BEIRUT — Israel launched dozens of intense airstrikes across Lebanon’s northeastern farming villages on Friday, killing at least 52 people and wounding scores more, the Lebanese Health Ministry reported.

In central Gaza, Palestinians recovered the bodies of 25 people killed in a barrage of Israeli aerial attacks that began Thursday, hospital officials said.

The latest violence comes against the backdrop of the Biden administration’s renewed diplomatic push, days before the U.S. election, to reach temporary cease-fire deals. Israel has stepped up its offensive against Hamas’ remaining fighters in Gaza, pulverizing areas in the north and raising fears of worsening humanitarian conditions for civilians still there.

In Lebanon, Israel in recent weeks has broadened its strikes to bigger urban hubs, like the town of Baalbek, home to 80,000 people, after initially targeting smaller border villages in the south, where Hezbollah conducts operations. Iran-backed Hezbollah doubles as a major political party and provider of social services in Lebanon.

Hezbollah began firing rockets, drones and missiles from Lebanon into Israel in solidarity with Hamas immediately after the Hamas-led Oct. 7, 2023, attack on Israel, which triggered the war in Gaza. The yearlong cross-border fighting boiled over to full-blown war on Oct. 1, when Israeli forces launched a ground invasion of southern Lebanon for the first time since 2006.

In Lebanon’s Bekaa Valley — where small villages, olive groves and wineries nestled between the country’s mountain ranges had largely been spared the worst of Israeli bombardment until last month — Israel conducted a series of heavy airstrikes Friday, killing at least 52 people, driving more families to flee with whatever they could carry and sending thick plumes of smoke over the horizon.

Intensified Israeli airstrikes on and around the northeastern city of Baalbek after Israel issued evacuation orders this week have prompted 60,000 people to flee, emptying nearby villages, said Hussein Haj Hassan, a Lebanese lawmaker representing the region.

Rescuers searched for survivors after airstrikes killed nine people and brought down a building that had housed 20 people in the town of Younine. Further Israeli strikes killed 12 people in the town of Amhaz and 31 others across at least a dozen villages in Lebanon’s northeast, bringing the total death toll to 52, the Health Ministry said. The bombardment left 72 people wounded, the ministry added.

There was no immediate comment from Israel on the deadly strikes.
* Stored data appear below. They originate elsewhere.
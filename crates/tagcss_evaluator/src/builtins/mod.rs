//! The Node builtins a sandboxed module may `require`.

/// How a builtin module id is served inside the sandbox.
#[derive(Clone, Copy, Debug, PartialEq, Eq)]
pub enum Builtin {
  /// Implemented by an embedded CommonJS polyfill.
  Polyfill(&'static str),
  /// Implemented by a browser polyfill package, resolved like any other dependency.
  Package(&'static str),
  /// `require` returns `null`.
  Empty,
  /// A Node builtin that cannot be used at compile time.
  Unsupported,
}

const POLYFILLS: &[(&str, &str)] = &[
  ("assert", include_str!("polyfills/assert.js")),
  ("console", include_str!("polyfills/console.js")),
  ("constants", include_str!("polyfills/constants.js")),
  ("events", include_str!("polyfills/events.js")),
  ("path", include_str!("polyfills/path.js")),
  ("process", include_str!("polyfills/process.js")),
  ("sys", include_str!("polyfills/util.js")),
  ("timers", include_str!("polyfills/timers.js")),
  ("util", include_str!("polyfills/util.js")),
];

const PACKAGES: &[(&str, &str)] = &[
  ("buffer", "buffer/"),
  ("crypto", "crypto-browserify"),
  ("domain", "domain-browser"),
  ("http", "stream-http"),
  ("https", "https-browserify"),
  ("os", "os-browserify/browser.js"),
  ("punycode", "punycode/"),
  ("querystring", "querystring-es3"),
  ("stream", "stream-browserify"),
  ("string_decoder", "string_decoder/"),
  ("tty", "tty-browserify"),
  ("url", "url/"),
  ("vm", "vm-browserify"),
  ("zlib", "browserify-zlib"),
];

const EMPTY: &[&str] = &[
  "child_process",
  "cluster",
  "dgram",
  "dns",
  "fs",
  "module",
  "net",
  "readline",
  "repl",
  "tls",
];

const UNSUPPORTED: &[&str] = &[
  "assert/strict",
  "async_hooks",
  "diagnostics_channel",
  "dns/promises",
  "fs/promises",
  "http2",
  "inspector",
  "path/posix",
  "path/win32",
  "perf_hooks",
  "readline/promises",
  "stream/consumers",
  "stream/promises",
  "stream/web",
  "timers/promises",
  "trace_events",
  "util/types",
  "v8",
  "wasi",
  "worker_threads",
];

/// Classifies `id`. Returns `None` for ids that are not builtins.
///
/// The returned name has the `node:` prefix stripped. Any `node:` id that is
/// not otherwise known is unsupported.
pub fn lookup(id: &str) -> Option<(&str, Builtin)> {
  let (name, prefixed) = match id.strip_prefix("node:") {
    Some(name) => (name, true),
    None => (id, false),
  };

  if let Some((_, code)) = POLYFILLS.iter().find(|(builtin, _)| *builtin == name) {
    return Some((name, Builtin::Polyfill(code)));
  }
  if let Some((_, package)) = PACKAGES.iter().find(|(builtin, _)| *builtin == name) {
    return Some((name, Builtin::Package(package)));
  }
  if EMPTY.contains(&name) {
    return Some((name, Builtin::Empty));
  }
  if prefixed || UNSUPPORTED.contains(&name) {
    return Some((name, Builtin::Unsupported));
  }
  None
}
impl EsmToCommonJs {
  pub fn new(unresolved_mark: Mark) -> Self {
    EsmToCommonJs {
      imports: HashMap::new(),
      slots: IndexMap::new(),
      taken: HashSet::new(),
      interops: HashSet::new(),
      requires: vec![],
      exports: vec![],
      needs_helpers: false,
      in_function_scope: false,
      unresolved_mark,
    }
  }

  fn unresolved(&self, name: &str) -> Ident {
    Ident::new(
      name.into(),
      DUMMY_SP,
      SyntaxContext::empty().apply_mark(self.unresolved_mark),
    )
  }

  fn exports_ident(&self) -> Expr {
    Expr::Ident(self.unresolved("exports"))
  }

  fn slot_for(&mut self, source: &Atom) -> RequireSlot {
    if let Some(slot) = self.slots.get(source) {
      return slot.clone();
    }

    let base = local_name_for_source(source);
    let mut name = base.clone();
    let mut suffix = 2;
    while self.taken.contains(&name) || self.taken.contains(&Atom::from(format!("{name}Default"))) {
      name = format!("{base}{suffix}").into();
      suffix += 1;
    }
    self.taken.insert(name.clone());
    self.taken.insert(format!("{name}Default").into());

    let slot = RequireSlot {
      name,
      ctxt: SyntaxContext::empty().apply_mark(Mark::fresh(Mark::root())),
    };
    self.slots.insert(source.clone(), slot.clone());
    slot
  }

  fn namespace_ident(&mut self, source: &Atom, span: Span) -> Ident {
    let slot = self.slot_for(source);
    Ident::new(slot.name, span, slot.ctxt)
  }

  fn interop_ident(&mut self, source: &Atom) -> Ident {
    let slot = self.slot_for(source);
    Ident::new(format!("{}Default", slot.name).into(), DUMMY_SP, slot.ctxt)
  }

  /// `var _source = require("source");`, once per source.
  fn add_require(&mut self, source: &Atom, span: Span) {
    if self.slots.contains_key(source) {
      return;
    }

    let ident = self.namespace_ident(source, DUMMY_SP);
    let init = Expr::Call(create_require(source.clone(), self.unresolved_mark));
    self.requires.push(var_decl(span, ident, init));
  }

  /// `var _sourceDefault = __helpers.interopDefault(_source);`, once per source.
  fn add_interop_default(&mut self, source: &Atom) {
    if !self.interops.insert(source.clone()) {
      return;
    }

    let namespace = self.namespace_ident(source, DUMMY_SP);
    let ident = self.interop_ident(source);
    let init = self.helper_call("interopDefault", vec![Expr::Ident(namespace)], DUMMY_SP);
    self.requires.push(var_decl(DUMMY_SP, ident, init));
  }

  fn helper_call(&mut self, name: &str, args: Vec<Expr>, span: Span) -> Expr {
    self.needs_helpers = true;
    Expr::Call(CallExpr {
      span,
      ctxt: SyntaxContext::empty(),
      callee: Callee::Expr(Box::new(Expr::Member(MemberExpr {
        span: DUMMY_SP,
        obj: Box::new(Expr::Ident(self.unresolved(HELPERS_IDENT))),
        prop: MemberProp::Ident(IdentName::new(name.into(), DUMMY_SP)),
      }))),
      args: args
        .into_iter()
        .map(|expr| ExprOrSpread {
          spread: None,
          expr: Box::new(expr),
        })
        .collect(),
      type_args: None,
    })
  }

  fn helper_stmt(&mut self, name: &str, args: Vec<Expr>, span: Span) -> ModuleItem {
    ModuleItem::Stmt(Stmt::Expr(ExprStmt {
      span,
      expr: Box::new(self.helper_call(name, args, span)),
    }))
  }

  /// `__helpers.export(exports, "name", () => value);`
  fn add_getter_export(&mut self, exported: Atom, value: Expr, span: Span) {
    let getter = Expr::Arrow(ArrowExpr {
      span: DUMMY_SP,
      ctxt: SyntaxContext::empty(),
      params: vec![],
      body: Box::new(BlockStmtOrExpr::Expr(Box::new(value))),
      is_async: false,
      is_generator: false,
      type_params: None,
      return_type: None,
    });
    let exports = self.exports_ident();
    let export = self.helper_stmt(
      "export",
      vec![exports, Expr::Lit(Lit::Str(exported.into())), getter],
      span,
    );
    self.exports.push(export);
  }

  /// Value of an imported binding: `_source`, `_sourceDefault.default` or
  /// `_source.name`.
  fn import_access(&mut self, binding: &ImportBinding, span: Span) -> Expr {
    if &*binding.imported == "*" {
      return Expr::Ident(self.namespace_ident(&binding.source, span));
    }

    let obj = if &*binding.imported == "default" {
      self.interop_ident(&binding.source)
    } else {
      self.namespace_ident(&binding.source, DUMMY_SP)
    };

    Expr::Member(MemberExpr {
      span,
      obj: Box::new(Expr::Ident(obj)),
      prop: member_prop(&binding.imported),
    })
  }

  fn collect_import(&mut self, import: &ImportDecl) {
    let source = import.src.value.clone();
    self.add_require(&source, import.span);

    for specifier in &import.specifiers {
      let (local, imported) = match specifier {
        ImportSpecifier::Named(named) => {
          let imported = match &named.imported {
            Some(imported) => match_export_name(imported).0,
            None => named.local.sym.clone(),
          };
          (&named.local, imported)
        }
        ImportSpecifier::Default(default) => (&default.local, "default".into()),
        ImportSpecifier::Namespace(namespace) => (&namespace.local, "*".into()),
      };

      if &*imported == "default" {
        self.add_interop_default(&source);
      }
      self.imports.insert(
        id!(local),
        ImportBinding {
          source: source.clone(),
          imported,
        },
      );
    }
  }

  fn collect_reexport(&mut self, export: &NamedExport, source: &Atom) {
    self.add_require(source, export.span);

    for specifier in &export.specifiers {
      let (imported, exported): (Atom, Atom) = match specifier {
        ExportSpecifier::Named(named) => {
          let orig = match_export_name(&named.orig).0;
          let exported = match &named.exported {
            Some(exported) => match_export_name(exported).0,
            None => orig.clone(),
          };
          (orig, exported)
        }
        ExportSpecifier::Default(default) => ("default".into(), default.exported.sym.clone()),
        ExportSpecifier::Namespace(namespace) => ("*".into(), match_export_name(&namespace.name).0),
      };

      if &*imported == "default" {
        self.add_interop_default(source);
      }
      let binding = ImportBinding {
        source: source.clone(),
        imported,
      };
      let value = self.import_access(&binding, DUMMY_SP);
      self.add_getter_export(exported, value, export.span);
    }
  }

  fn lower_local_exports(&mut self, export: &NamedExport) {
    for specifier in &export.specifiers {
      let ExportSpecifier::Named(named) = specifier else {
        continue;
      };
      let Some(orig) = match_export_name_ident(&named.orig) else {
        continue;
      };
      let exported = match &named.exported {
        Some(exported) => match_export_name(exported).0,
        None => orig.sym.clone(),
      };

      let value = match self.imports.get(&id!(orig)).cloned() {
        Some(binding) => self.import_access(&binding, orig.span),
        None => Expr::Ident(orig.clone()),
      };
      self.add_getter_export(exported, value, export.span);
    }
  }

  fn lower_default_decl(&mut self, export: &ExportDefaultDecl, items: &mut Vec<ModuleItem>) {
    match &export.decl {
      DefaultDecl::Class(class) => {
        let mut class = class.clone();
        class.visit_mut_with(self);
        match class.ident {
          Some(ident) => {
            items.push(ModuleItem::Stmt(Stmt::Decl(Decl::Class(ClassDecl {
              ident: ident.clone(),
              declare: false,
              class: class.class,
            }))));
            items.push(create_exports_assign(
              "default".into(),
              Expr::Ident(ident),
              self.unresolved_mark,
            ));
          }
          None => items.push(create_exports_assign(
            "default".into(),
            Expr::Class(ClassExpr {
              ident: None,
              class: class.class,
            }),
            self.unresolved_mark,
          )),
        }
      }
      DefaultDecl::Fn(func) => {
        let mut func = func.clone();
        func.visit_mut_with(self);
        match func.ident {
          Some(ident) => {
            self.add_getter_export("default".into(), Expr::Ident(ident.clone()), export.span);
            items.push(ModuleItem::Stmt(Stmt::Decl(Decl::Fn(FnDecl {
              ident,
              declare: false,
              function: func.function,
            }))));
          }
          None => items.push(create_exports_assign(
            "default".into(),
            Expr::Fn(FnExpr {
              ident: None,
              function: func.function,
            }),
            self.unresolved_mark,
          )),
        }
      }
      // Interfaces have no runtime value.
      DefaultDecl::TsInterfaceDecl(_) => {}
    }
  }

  fn lower_export_decl(&mut self, export: &ExportDecl, items: &mut Vec<ModuleItem>) {
    let mut decl = export.decl.clone();
    decl.visit_mut_with(self);

    match &decl {
      Decl::Class(class) => {
        self.add_getter_export(
          class.ident.sym.clone(),
          Expr::Ident(class.ident.clone()),
          export.span,
        );
      }
      Decl::Fn(func) => {
        self.add_getter_export(
          func.ident.sym.clone(),
          Expr::Ident(func.ident.clone()),
          export.span,
        );
      }
      Decl::Var(var) => {
        let mut names = vec![];
        for declarator in &var.decls {
          collect_bindings_from_pat(&declarator.name, &mut |ident| names.push(ident.clone()));
        }

        if var.kind == VarDeclKind::Const {
          // Constants never change, a plain assignment after the declaration is enough.
          items.push(ModuleItem::Stmt(Stmt::Decl(decl.clone())));
          for ident in names {
            items.push(create_exports_assign(
              ident.sym.clone(),
              Expr::Ident(ident),
              self.unresolved_mark,
            ));
          }
          return;
        }

        for ident in names {
          self.add_getter_export(ident.sym.clone(), Expr::Ident(ident), export.span);
        }
      }
      _ => {}
    }

    items.push(ModuleItem::Stmt(Stmt::Decl(decl)));
  }
}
In Lebanon’s capital, Israeli planes pounded the southern suburb of Dahiyeh overnight and early Friday for the first time in four days, spreading panic after a rare lull. The Israeli military, which warned residents to evacuate at least nine locations in Dahiyeh, said it hit Hezbollah weapons manufacturing sites and command centers.

There were no reports of casualties from Dahiyeh, where fears of Israeli bombings drive a mass outflow of residents each night.

Bulldozers rumbled through clouds of dust and smoke Friday, clearing rubble from the pulverized roads where Israeli warplanes had reduced dozens of buildings to their skeletal remains.

Formerly home to families and businesses, mid-rise apartment blocks were left open to the breeze, walls blown off and furniture buried. Hezbollah supporters in several locations raised the group’s bright yellow banner atop the rubble.

Since the conflict between Israel and Hezbollah erupted last year, more than 2,897 people have been killed and 13,150 wounded in Lebanon, the Health Ministry reports, not including Friday’s rising toll. Health authorities say that a quarter of those killed were women and children.